Finalmente, ao comentar no mesmo artigo a atitude do coronel Brilhante Ustra, torturador que procura eximir-se de responsabilidade pelos crimes que cometeu atribuindo-os a ordens recebidas da cúpula militar, Alípio escreveu o seguinte: “Ora, as Forças Armadas não poderiam aceitar enquanto conjunto uma pecha que as incrimina e enxovalha coletivamente, quando se sabe (até pelos exemplos com que abrimos este artigo) que esses crimes não podem ser atribuídos à Instituição, mas a alguns dos seus membros — e que são estes que devem ser levados à barras dos tribunais para serem julgados e punidos de acordo com a lei hoje vigente”. Portanto, segundo Alipio, os crimes cometidos “não podem ser atribuídos à Instituição” (!!!), ou seja, às FFAA!

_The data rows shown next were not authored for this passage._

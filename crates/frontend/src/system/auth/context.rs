use contracts::system::auth::UserProfile;
use leptos::prelude::*;

use super::api;
use crate::shared::http::ApiError;
use crate::system::session::{BrowserSession, SessionStore};

#[derive(Clone, Debug, Default, PartialEq)]
pub struct AuthState {
    pub token: Option<String>,
    pub user: Option<UserProfile>,
}

impl AuthState {
    /// Restores whatever the session store holds
    pub fn from_session(session: &impl SessionStore) -> Self {
        match session.token() {
            Some(token) => Self {
                token: Some(token),
                user: session.user(),
            },
            None => Self::default(),
        }
    }

    pub fn is_authenticated(&self) -> bool {
        self.token.is_some()
    }

    pub fn is_admin(&self) -> bool {
        self.user.as_ref().map(|u| u.is_admin()).unwrap_or(false)
    }
}

/// Auth context provider component
#[component]
pub fn AuthProvider(children: Children) -> impl IntoView {
    let (auth_state, set_auth_state) = signal(AuthState::from_session(&BrowserSession));

    provide_context(auth_state);
    provide_context(set_auth_state);

    children()
}

/// Hook to access auth state
pub fn use_auth() -> (ReadSignal<AuthState>, WriteSignal<AuthState>) {
    let auth_state =
        use_context::<ReadSignal<AuthState>>().expect("AuthProvider not found in component tree");
    let set_auth_state =
        use_context::<WriteSignal<AuthState>>().expect("AuthProvider not found in component tree");

    (auth_state, set_auth_state)
}

/// Records a successful login in the session store and returns the new state
pub fn begin_session(session: &impl SessionStore, token: String, user: UserProfile) -> AuthState {
    session.save(&token, &user);
    AuthState {
        token: Some(token),
        user: Some(user),
    }
}

/// Helper: Perform login
pub async fn do_login(
    set_auth_state: WriteSignal<AuthState>,
    usuario: String,
    contrasena: String,
) -> Result<(), ApiError> {
    let response = api::login(usuario, contrasena).await?;
    log::info!("signed in as {}", response.usuario.usuario);
    set_auth_state.set(begin_session(&BrowserSession, response.token, response.usuario));
    Ok(())
}

/// Helper: Perform logout
pub fn do_logout(set_auth_state: WriteSignal<AuthState>) {
    BrowserSession.clear();
    set_auth_state.set(AuthState::default());
}

#[cfg(test)]
mod tests {
    use super::*;
    use crate::system::session::MemorySession;

    fn profile(id_rol: i32) -> UserProfile {
        UserProfile {
            nombre: "Ana".into(),
            usuario: "ana".into(),
            id_rol: Some(id_rol),
            ..Default::default()
        }
    }

    #[test]
    fn test_state_restored_from_session() {
        let session = MemorySession::default();
        assert_eq!(AuthState::from_session(&session), AuthState::default());

        let state = begin_session(&session, "abc".into(), profile(1));
        assert!(state.is_admin());

        let restored = AuthState::from_session(&session);
        assert_eq!(restored, state);
        assert!(restored.is_authenticated());
    }

    #[test]
    fn test_profile_without_token_is_ignored() {
        let session = MemorySession::default();
        begin_session(&session, "abc".into(), profile(2));
        session.remove(crate::system::session::TOKEN_KEY);

        let state = AuthState::from_session(&session);
        assert!(!state.is_authenticated());
        assert!(state.user.is_none());
    }

    #[test]
    fn test_non_admin_role() {
        let state = AuthState {
            token: Some("t".into()),
            user: Some(profile(3)),
        };
        assert!(!state.is_admin());
    }
}
pub mod axes;
pub mod bar;
pub mod frame;
pub mod legend;
pub mod line;
pub mod panel;
pub mod pie;

pub use panel::{ChartPanel, ChartView};
//! Page category constants.
//!
//! Every page declares:
//!   - HTML `id` in the format `{section}--{category}` (e.g. `"indicadores--dashboard"`)
//!   - `data-page-category` with one of the constants below

/// Chart page with a filter bar.
pub const PAGE_CAT_DASHBOARD: &str = "dashboard";

/// Table of records with row actions.
pub const PAGE_CAT_LIST: &str = "list";

/// Create / edit form.
pub const PAGE_CAT_DETAIL: &str = "detail";

/// Document links published for a section.
pub const PAGE_CAT_DOCUMENTS: &str = "documents";

/// Account and administration pages.
pub const PAGE_CAT_SYSTEM: &str = "system";

pub const ALL_CATEGORIES: &[&str] = &[
    PAGE_CAT_DASHBOARD,
    PAGE_CAT_LIST,
    PAGE_CAT_DETAIL,
    PAGE_CAT_DOCUMENTS,
    PAGE_CAT_SYSTEM,
];

/// Validate that a page id matches the `{section}--{category}` format.
pub fn is_valid_page_id(id: &str) -> bool {
    let parts: Vec<&str> = id.splitn(2, "--").collect();
    parts.len() == 2 && !parts[0].is_empty() && !parts[1].is_empty()
}

pub fn is_known_category(cat: &str) -> bool {
    ALL_CATEGORIES.contains(&cat)
}

#[cfg(test)]
mod tests {
    use super::*;

    #[test]
    fn test_page_ids() {
        assert!(is_valid_page_id("nomina--dashboard"));
        assert!(!is_valid_page_id("nomina"));
        assert!(!is_valid_page_id("--dashboard"));
    }

    #[test]
    fn test_known_categories() {
        assert!(is_known_category(PAGE_CAT_DOCUMENTS));
        assert!(!is_known_category("legacy"));
    }
}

Um raciocínio totalmente equivocado, segundo o qual o fato de existir uma minoria de militares que corajosamente resistiram ao golpe (“exemplos com que abrimos este artigo”) evidenciaria que as instituições militares, em seu conjunto, não podem ser responsabilizadas pelo que ocorreu. Como se o setor democrático e de esquerda das FFAA, derrotado e esmagado pelos golpistas, tivesse peso semelhante ao que ele mesmo chama de “setores majoritários da mais alta cúpula”. Como se a direita e o anticomunismo retrógrado não detivessem então (e ainda hoje) ampla hegemonia no Exército, Marinha e Aeronáutica.

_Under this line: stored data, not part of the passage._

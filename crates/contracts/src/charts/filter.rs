//! Filter criteria sent as query parameters to every chart endpoint.

use serde::{Deserialize, Serialize};

/// Spanish month names, index 0 = January
pub const MONTH_NAMES: [&str; 12] = [
    "Enero",
    "Febrero",
    "Marzo",
    "Abril",
    "Mayo",
    "Junio",
    "Julio",
    "Agosto",
    "Septiembre",
    "Octubre",
    "Noviembre",
    "Diciembre",
];

pub fn month_name(month: u32) -> Option<&'static str> {
    match month {
        1..=12 => Some(MONTH_NAMES[(month - 1) as usize]),
        _ => None,
    }
}

#[derive(Debug, Clone, Copy, PartialEq, Eq)]
pub enum FilterField {
    Centro,
    Ano,
    MesInicio,
    MesFin,
    Mes,
    Contrato,
}

impl FilterField {
    pub fn display_name(&self) -> &'static str {
        match self {
            FilterField::Centro => "Centro",
            FilterField::Ano => "Año",
            FilterField::MesInicio => "Mes inicio",
            FilterField::MesFin => "Mes fin",
            FilterField::Mes => "Mes",
            FilterField::Contrato => "Contrato",
        }
    }
}

/// Center, year and month range: what the period charts need
pub const PERIOD_RANGE: &[FilterField] = &[
    FilterField::Centro,
    FilterField::Ano,
    FilterField::MesInicio,
    FilterField::MesFin,
];

/// Center and year: the month is optional for the profit chart
pub const CENTER_YEAR: &[FilterField] = &[FilterField::Centro, FilterField::Ano];

#[derive(Debug, Clone, Default, PartialEq, Serialize, Deserialize)]
#[serde(rename_all = "camelCase")]
pub struct ChartFilter {
    #[serde(default, skip_serializing_if = "Option::is_none")]
    pub centro_id: Option<String>,
    #[serde(default, skip_serializing_if = "Option::is_none")]
    pub ano: Option<i32>,
    #[serde(default, skip_serializing_if = "Option::is_none")]
    pub mes_inicio: Option<u32>,
    #[serde(default, skip_serializing_if = "Option::is_none")]
    pub mes_fin: Option<u32>,
    #[serde(default, skip_serializing_if = "Option::is_none")]
    pub mes: Option<u32>,
    #[serde(default, skip_serializing_if = "Option::is_none")]
    pub contrato_id: Option<String>,
}

impl ChartFilter {
    /// Filter for a center over a month range of one year
    pub fn period(centro_id: impl Into<String>, ano: i32, mes_inicio: u32, mes_fin: u32) -> Self {
        Self {
            centro_id: Some(centro_id.into()),
            ano: Some(ano),
            mes_inicio: Some(mes_inicio),
            mes_fin: Some(mes_fin),
            ..Self::default()
        }
    }

    pub fn is_present(&self, field: FilterField) -> bool {
        fn id_present(id: &Option<String>) -> bool {
            id.as_deref().is_some_and(|v| !v.trim().is_empty())
        }
        fn month_present(month: Option<u32>) -> bool {
            month.is_some_and(|m| (1..=12).contains(&m))
        }

        match field {
            FilterField::Centro => id_present(&self.centro_id),
            FilterField::Ano => self.ano.is_some_and(|a| a > 0),
            FilterField::MesInicio => month_present(self.mes_inicio),
            FilterField::MesFin => month_present(self.mes_fin),
            FilterField::Mes => month_present(self.mes),
            FilterField::Contrato => id_present(&self.contrato_id),
        }
    }

    /// Required fields that are absent or blank, in the order given
    pub fn missing(&self, required: &[FilterField]) -> Vec<FilterField> {
        required
            .iter()
            .copied()
            .filter(|f| !self.is_present(*f))
            .collect()
    }

    pub fn is_complete(&self, required: &[FilterField]) -> bool {
        required.iter().all(|f| self.is_present(*f))
    }
}

#[cfg(test)]
mod tests {
    use super::*;

    #[test]
    fn test_complete_period() {
        let filter = ChartFilter::period("12", 2024, 1, 6);
        assert!(filter.is_complete(PERIOD_RANGE));
        assert!(filter.missing(PERIOD_RANGE).is_empty());
    }

    #[test]
    fn test_blank_center_is_missing() {
        let filter = ChartFilter::period("  ", 2024, 1, 6);
        assert_eq!(filter.missing(PERIOD_RANGE), vec![FilterField::Centro]);
    }

    #[test]
    fn test_each_missing_field_is_reported() {
        let filter = ChartFilter {
            centro_id: Some("3".into()),
            ..ChartFilter::default()
        };
        assert_eq!(
            filter.missing(PERIOD_RANGE),
            vec![FilterField::Ano, FilterField::MesInicio, FilterField::MesFin]
        );
        assert!(!filter.is_complete(CENTER_YEAR));
    }

    #[test]
    fn test_out_of_range_month_is_missing() {
        let filter = ChartFilter::period("3", 2024, 0, 13);
        assert_eq!(
            filter.missing(PERIOD_RANGE),
            vec![FilterField::MesInicio, FilterField::MesFin]
        );
    }

    #[test]
    fn test_serializes_only_present_fields() {
        let filter = ChartFilter::period("3", 2024, 2, 5);
        let json = serde_json::to_value(&filter).unwrap();
        assert_eq!(
            json,
            serde_json::json!({"centroId": "3", "ano": 2024, "mesInicio": 2, "mesFin": 5})
        );
    }

    #[test]
    fn test_month_name() {
        assert_eq!(month_name(1), Some("Enero"));
        assert_eq!(month_name(12), Some("Diciembre"));
        assert_eq!(month_name(0), None);
    }
}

Assim, a meu ver, o afã de demonstrar que a Ditadura foi “civil-militar” pode levar a erros como esse: o de tentar desvincular das FFAA a responsabilidade pela prática da tortura e dos assassinatos, como se não fossem as instituições militares as principais mentoras e executoras do terrorismo de Estado. Critiquei esse artigo de Alípio por meio de um texto publicado na edição 73 do jornal Página 13 (“As Forças Armadas de ontem e hoje e a Ditadura Militar de 1964-1984”), adiantando diversos dos argumentos que venho retomando nos artigos mais recentes. Ali afirmei, por exemplo: “A alegação dos chefes militares para livrar suas respectivas corporações da mancha desonrosa dos desaparecimentos, ‘suicídios’ e torturas sempre foi a de que eram resultado de ‘excessos’, inevitáveis numa ‘guerra suja’ etc. Este sempre foi o ‘argumento’ deles, nunca o NOSSO!”

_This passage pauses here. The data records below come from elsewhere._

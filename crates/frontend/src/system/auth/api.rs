use contracts::system::auth::{LoginRequest, LoginResponse};

use crate::shared::http::{post_json_public, ApiError};

/// Login with username and password
pub async fn login(usuario: String, contrasena: String) -> Result<LoginResponse, ApiError> {
    let request = LoginRequest {
        usuario,
        contrasena,
    };
    post_json_public("/api/usuarios/login", &request).await
}
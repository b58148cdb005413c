pub mod details;
pub mod links;
pub mod list;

Por fim, o Zagaia fala da necessidade de “desvelar o que estava acobertado pelo tempo … ressignificar o que sempre se pensou de maneira tradicional … revisitar o passado para compreendê-lo melhor tendo em vista a identificação de suas estruturas no presente e a construção de um futuro livre, onde a verdade possa ser conhecida por todos”. Ora, nem toda tradição é ruim, assim como nem toda ressignificação é proveitosa. Creio que se nosso compromisso maior é com a verdade, então devemos reconhecer que o regime que oprimiu e ensanguentou o país entre 1964 e 1985 foi uma Ditadura Militar, como bem assinalou o professor Romualdo Pessoa (Universidade Federal de Goiás) já em 2011 (vide http://www.gramaticadomundo.com). Encerro este artigo lembrando que o próprio regime não gostava de ser chamado de Ditadura Militar — e que não é à toa que multiplicaram-se interpretações que procuram atenuar o que de fato ocorreu. Quem luta por memória, verdade e justiça, pela punição dos torturadores e assassinos, militares ou civis, não deve se negar a dizer o que de fato foi: uma brutal Ditadura Militar. Se de fato se quiser identificar e punir seus cúmplices e beneficiários civis, é por aí que se deve começar.